What is expected =>
Retype each line exactly as it stands, beginning at the first line of the material and finishing with the line that contains "(English) message template".
- - -
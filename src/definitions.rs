//! Built-in error catalog.
//!
//! # Taxonomy
//!
//! Every built-in [`ErrorCode`] maps to exactly one [`CatalogEntry`]:
//! a classification URI, a short title, a default (English) message template
//! and the translation key a localized resolver asks for.
//!
//! | Range | Area |
//! |---|---|
//! | 001-099 | core (unexpected errors) |
//! | 100-199 | malformed requests and validation |
//! | 200-299 | authentication and authorization |
//! | 300-399 | resource lifecycle |
//! | 900-999 | request lifecycle (cancellation) |
//!
//! The table is total: lookups for codes it does not contain resolve to the
//! [`UNEXPECTED_ERROR`] entry. [`Catalog`] layers consumer entries on top of
//! the built-in table, so codes can be added or templates changed without
//! editing this file.

use std::borrow::Cow;
use std::collections::BTreeMap;

use crate::codes::classifications;
use crate::{ArgumentError, ErrorClassification, ErrorCode, define_error_codes};

// -----------------------------------------------------------------------------
// CORE (001-099)
// -----------------------------------------------------------------------------
define_error_codes! {
    UNEXPECTED_ERROR = 1,
}

// -----------------------------------------------------------------------------
// REQUEST (100-199)
// -----------------------------------------------------------------------------
define_error_codes! {
    BAD_REQUEST = 100,
    VALIDATION_FAILED = 101,
}

// -----------------------------------------------------------------------------
// ACCESS (200-299)
// -----------------------------------------------------------------------------
define_error_codes! {
    UNAUTHORIZED = 200,
    FORBIDDEN = 201,
}

// -----------------------------------------------------------------------------
// RESOURCE (300-399)
// -----------------------------------------------------------------------------
define_error_codes! {
    RESOURCE_NOT_FOUND = 300,
    RESOURCE_ALREADY_EXISTS = 301,
    RESOURCE_CREATE_FAILED = 302,
    RESOURCE_UPDATE_FAILED = 303,
    RESOURCE_DELETE_FAILED = 304,
    RESOURCE_PATCH_FAILED = 305,
}

// -----------------------------------------------------------------------------
// LIFECYCLE (900-999)
// -----------------------------------------------------------------------------
define_error_codes! {
    REQUEST_CANCELLED = 900,
}

/// One row of the catalog.
#[derive(Debug, Clone, PartialEq, Eq)]
pub struct CatalogEntry {
    code: ErrorCode,
    name: Cow<'static, str>,
    classification: ErrorClassification,
    title: Cow<'static, str>,
    template: Cow<'static, str>,
    translation_key: Cow<'static, str>,
}

impl CatalogEntry {
    const fn builtin(
        code: ErrorCode,
        name: &'static str,
        classification: ErrorClassification,
        title: &'static str,
        template: &'static str,
        translation_key: &'static str,
    ) -> Self {
        Self {
            code,
            name: Cow::Borrowed(name),
            classification,
            title: Cow::Borrowed(title),
            template: Cow::Borrowed(template),
            translation_key: Cow::Borrowed(translation_key),
        }
    }

    /// Create a consumer-defined entry.
    ///
    /// The title defaults to the name. The translation key defaults to the
    /// built-in key when `code` replaces a built-in entry, and to the name
    /// otherwise; use [`with_title`](Self::with_title) and
    /// [`with_translation_key`](Self::with_translation_key) to change them.
    ///
    /// # Errors
    ///
    /// Returns [`ArgumentError::Blank`] if the name, classification or
    /// template is empty or whitespace.
    pub fn new(
        code: ErrorCode,
        name: impl Into<Cow<'static, str>>,
        classification: ErrorClassification,
        template: impl Into<Cow<'static, str>>,
    ) -> Result<Self, ArgumentError> {
        let name = non_blank(name.into(), "name")?;
        if classification.as_str().trim().is_empty() {
            return Err(ArgumentError::Blank { name: "classification" });
        }
        let template = non_blank(template.into(), "template")?;
        let translation_key = match builtin_entry(code) {
            Some(builtin) => builtin.translation_key.clone(),
            None => name.clone(),
        };

        Ok(Self {
            code,
            title: name.clone(),
            translation_key,
            name,
            classification,
            template,
        })
    }

    /// Replace the title.
    pub fn with_title(mut self, title: impl Into<Cow<'static, str>>) -> Self {
        self.title = title.into();
        self
    }

    /// Replace the translation key.
    pub fn with_translation_key(mut self, key: impl Into<Cow<'static, str>>) -> Self {
        self.translation_key = key.into();
        self
    }

    #[inline]
    pub fn code(&self) -> ErrorCode {
        self.code
    }

    /// Symbolic name, e.g. `ResourceNotFound`.
    #[inline]
    pub fn name(&self) -> &str {
        &self.name
    }

    #[inline]
    pub fn classification(&self) -> &ErrorClassification {
        &self.classification
    }

    #[inline]
    pub fn title(&self) -> &str {
        &self.title
    }

    /// Default template, not yet interpolated.
    #[inline]
    pub fn template(&self) -> &str {
        &self.template
    }

    #[inline]
    pub fn translation_key(&self) -> &str {
        &self.translation_key
    }
}

fn non_blank(value: Cow<'static, str>, name: &'static str) -> Result<Cow<'static, str>, ArgumentError> {
    if value.trim().is_empty() {
        Err(ArgumentError::Blank { name })
    } else {
        Ok(value)
    }
}

/// Fallback entry for unknown codes.
static UNEXPECTED_ENTRY: CatalogEntry = CatalogEntry::builtin(
    UNEXPECTED_ERROR,
    "UnexpectedError",
    classifications::UNEXPECTED_ERROR,
    "Unexpected error!",
    "An unexpected error occurred: {0}",
    "problem.unexpected_error",
);

/// Built-in table, sorted by code.
static BUILTIN: [CatalogEntry; 11] = [
    CatalogEntry::builtin(
        BAD_REQUEST,
        "BadRequest",
        classifications::BAD_REQUEST,
        "Bad request!",
        "{0}",
        "problem.bad_request",
    ),
    CatalogEntry::builtin(
        VALIDATION_FAILED,
        "ValidationFailed",
        classifications::VALIDATION_FAILED,
        "Validation failed!",
        "{0} validation error(s) occurred.",
        "problem.validation_failed",
    ),
    CatalogEntry::builtin(
        UNAUTHORIZED,
        "Unauthorized",
        classifications::UNAUTHORIZED,
        "Unauthorized!",
        "You are not authorized to access {0}.",
        "problem.unauthorized",
    ),
    CatalogEntry::builtin(
        FORBIDDEN,
        "Forbidden",
        classifications::FORBIDDEN,
        "Permission denied!",
        "You do not have permission to perform this action.",
        "problem.forbidden",
    ),
    CatalogEntry::builtin(
        RESOURCE_NOT_FOUND,
        "ResourceNotFound",
        classifications::RESOURCE_NOT_FOUND,
        "Resource not found!",
        "{0} with {1} '{2}' was not found",
        "problem.resource_not_found",
    ),
    CatalogEntry::builtin(
        RESOURCE_ALREADY_EXISTS,
        "ResourceAlreadyExists",
        classifications::CONFLICT,
        "Resource already exists!",
        "{0} with {1} '{2}' already exists",
        "problem.resource_already_exists",
    ),
    CatalogEntry::builtin(
        RESOURCE_CREATE_FAILED,
        "ResourceCreateFailed",
        classifications::RESOURCE_CREATE_FAILED,
        "Resource creation failed!",
        "Failed to create {0}.",
        "problem.resource_create_failed",
    ),
    CatalogEntry::builtin(
        RESOURCE_UPDATE_FAILED,
        "ResourceUpdateFailed",
        classifications::RESOURCE_UPDATE_FAILED,
        "Resource update failed!",
        "Failed to update {0}.",
        "problem.resource_update_failed",
    ),
    CatalogEntry::builtin(
        RESOURCE_DELETE_FAILED,
        "ResourceDeleteFailed",
        classifications::RESOURCE_DELETE_FAILED,
        "Resource delete failed!",
        "Failed to delete {0}.",
        "problem.resource_delete_failed",
    ),
    CatalogEntry::builtin(
        RESOURCE_PATCH_FAILED,
        "ResourcePatchFailed",
        classifications::RESOURCE_PATCH_FAILED,
        "Resource patch failed!",
        "Failed to patch {0}.",
        "problem.resource_patch_failed",
    ),
    CatalogEntry::builtin(
        REQUEST_CANCELLED,
        "RequestCancelled",
        classifications::REQUEST_CANCELLED,
        "Request cancelled!",
        "The operation '{0}' was cancelled.",
        "problem.request_cancelled",
    ),
];

/// Look up a built-in entry without fallback.
pub fn builtin_entry(code: ErrorCode) -> Option<&'static CatalogEntry> {
    if code == UNEXPECTED_ERROR {
        return Some(&UNEXPECTED_ENTRY);
    }
    BUILTIN
        .binary_search_by_key(&code, |entry| entry.code)
        .ok()
        .map(|index| &BUILTIN[index])
}

/// Every built-in entry, ordered by code.
pub fn builtin_entries() -> impl Iterator<Item = &'static CatalogEntry> {
    std::iter::once(&UNEXPECTED_ENTRY).chain(BUILTIN.iter())
}

/// The built-in table plus consumer overrides.
///
/// Lookups consult the overrides first, then the built-in table, then fall
/// back to the unexpected-error entry (which may itself be overridden).
///
/// ```rust
/// use result_manager::{Catalog, CatalogEntry, ErrorClassification, ErrorCode, definitions};
///
/// let catalog = Catalog::builtin()
///     .with_entry(CatalogEntry::new(
///         ErrorCode::new(1000),
///         "PaymentDeclined",
///         ErrorClassification::from_static("https://example.com/problems/payment-declined"),
///         "Payment {0} was declined.",
///     ).unwrap());
///
/// assert_eq!(catalog.resolve(ErrorCode::new(1000)).name(), "PaymentDeclined");
/// assert_eq!(catalog.resolve(ErrorCode::new(4242)).code(), definitions::UNEXPECTED_ERROR);
/// ```
#[derive(Debug, Clone, Default)]
pub struct Catalog {
    overrides: BTreeMap<ErrorCode, CatalogEntry>,
}

impl Catalog {
    /// The built-in table with no overrides.
    pub fn builtin() -> Self {
        Self::default()
    }

    /// Add a code or replace the entry of an existing one.
    pub fn with_entry(mut self, entry: CatalogEntry) -> Self {
        self.overrides.insert(entry.code, entry);
        self
    }

    /// Entry registered for `code`, without fallback.
    pub fn entry(&self, code: ErrorCode) -> Option<&CatalogEntry> {
        self.overrides.get(&code).or_else(|| builtin_entry(code))
    }

    /// Whether `code` has its own entry.
    pub fn contains(&self, code: ErrorCode) -> bool {
        self.entry(code).is_some()
    }

    /// Entry for `code`, falling back to the unexpected-error entry.
    pub fn resolve(&self, code: ErrorCode) -> &CatalogEntry {
        self.entry(code)
            .or_else(|| self.overrides.get(&UNEXPECTED_ERROR))
            .unwrap_or(&UNEXPECTED_ENTRY)
    }

    #[inline]
    pub fn classify(&self, code: ErrorCode) -> ErrorClassification {
        self.resolve(code).classification.clone()
    }

    #[inline]
    pub fn title(&self, code: ErrorCode) -> &str {
        self.resolve(code).title()
    }

    /// Every known code, ascending.
    pub fn codes(&self) -> Vec<ErrorCode> {
        let mut codes: Vec<ErrorCode> = builtin_entries()
            .map(CatalogEntry::code)
            .chain(self.overrides.keys().copied())
            .collect();
        codes.sort();
        codes.dedup();
        codes
    }
}

#[cfg(test)]
mod tests {
    use super::*;
    use crate::codes::ranges;

    #[test]
    fn builtin_table_is_sorted_and_unique() {
        let codes: Vec<_> = builtin_entries().map(CatalogEntry::code).collect();
        let mut sorted = codes.clone();
        sorted.sort();
        sorted.dedup();
        assert_eq!(codes, sorted);
    }

    #[test]
    fn enforce_code_ranges() {
        assert!(UNEXPECTED_ERROR.value() >= ranges::CORE_START && UNEXPECTED_ERROR.value() <= ranges::CORE_END);
        assert!(BAD_REQUEST.value() >= ranges::REQUEST_START && VALIDATION_FAILED.value() <= ranges::REQUEST_END);
        assert!(UNAUTHORIZED.value() >= ranges::ACCESS_START && FORBIDDEN.value() <= ranges::ACCESS_END);
        assert!(RESOURCE_NOT_FOUND.value() >= ranges::RESOURCE_START);
        assert!(RESOURCE_PATCH_FAILED.value() <= ranges::RESOURCE_END);
        assert!(REQUEST_CANCELLED.value() >= ranges::LIFECYCLE_START && REQUEST_CANCELLED.value() <= ranges::LIFECYCLE_END);
    }

    #[test]
    fn every_builtin_entry_is_complete() {
        for entry in builtin_entries() {
            assert!(!entry.name().is_empty());
            assert!(!entry.title().is_empty());
            assert!(!entry.template().trim().is_empty());
            assert!(entry.translation_key().starts_with("problem."));
            assert!(entry.code().is_builtin());
        }
    }

    #[test]
    fn unknown_codes_fall_back() {
        let catalog = Catalog::builtin();
        let entry = catalog.resolve(ErrorCode::new(777));
        assert_eq!(entry.code(), UNEXPECTED_ERROR);
        assert_eq!(catalog.classify(ErrorCode::new(777)), classifications::UNEXPECTED_ERROR);
        assert!(!catalog.contains(ErrorCode::new(777)));
    }

    #[test]
    fn overrides_replace_templates_only_for_their_code() {
        let entry = CatalogEntry::new(
            RESOURCE_NOT_FOUND,
            "ResourceNotFound",
            classifications::RESOURCE_NOT_FOUND,
            "No {0} matched {1}={2}",
        )
        .unwrap()
        .with_title("Missing!");
        let catalog = Catalog::builtin().with_entry(entry);

        assert_eq!(catalog.resolve(RESOURCE_NOT_FOUND).template(), "No {0} matched {1}={2}");
        assert_eq!(catalog.title(RESOURCE_NOT_FOUND), "Missing!");
        assert_eq!(catalog.resolve(FORBIDDEN).template(), builtin_entry(FORBIDDEN).unwrap().template());
        assert_eq!(catalog.codes().len(), builtin_entries().count());
        assert_eq!(catalog.resolve(RESOURCE_NOT_FOUND).translation_key(), "problem.resource_not_found");
    }

    #[test]
    fn translation_keys_default_by_code() {
        let custom = CatalogEntry::new(ErrorCode::new(1000), "PaymentDeclined", classifications::BAD_REQUEST, "{0}")
            .unwrap();
        assert_eq!(custom.translation_key(), "PaymentDeclined");

        let rekeyed = CatalogEntry::new(FORBIDDEN, "Forbidden", classifications::FORBIDDEN, "No.")
            .unwrap()
            .with_translation_key("access.denied");
        assert_eq!(rekeyed.translation_key(), "access.denied");
    }

    #[test]
    fn resolving_unknown_codes_is_repeatable() {
        let catalog = Catalog::builtin();
        let first = catalog.resolve(ErrorCode::new(4242)) as *const CatalogEntry;
        let second = catalog.resolve(ErrorCode::new(4242)) as *const CatalogEntry;
        assert_eq!(first, second);
    }

    #[test]
    fn overriding_the_fallback_changes_unknown_resolution() {
        let fallback = CatalogEntry::new(
            UNEXPECTED_ERROR,
            "UnexpectedError",
            ErrorClassification::from_static("urn:problem:internal"),
            "Internal failure: {0}",
        )
        .unwrap();
        let catalog = Catalog::builtin().with_entry(fallback);
        assert_eq!(catalog.classify(ErrorCode::new(4040)).as_str(), "urn:problem:internal");
    }

    #[test]
    fn custom_entries_reject_blank_fields() {
        let err = CatalogEntry::new(ErrorCode::new(1000), "Custom", classifications::BAD_REQUEST, "  ").unwrap_err();
        assert_eq!(err, ArgumentError::Blank { name: "template" });

        let err = CatalogEntry::new(
            ErrorCode::new(1000),
            "Custom",
            ErrorClassification::new(String::new()),
            "{0}",
        )
        .unwrap_err();
        assert_eq!(err, ArgumentError::Blank { name: "classification" });
    }
}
- - -
Result for this task =>
filename src/definitions.rs
//! Built-in error catalog.
//!
//! # Taxonomy
//!
//! Every built-in [`ErrorCode`] maps to exactly one [`CatalogEntry`]:
//! a classification URI, a short title, a default (English) message template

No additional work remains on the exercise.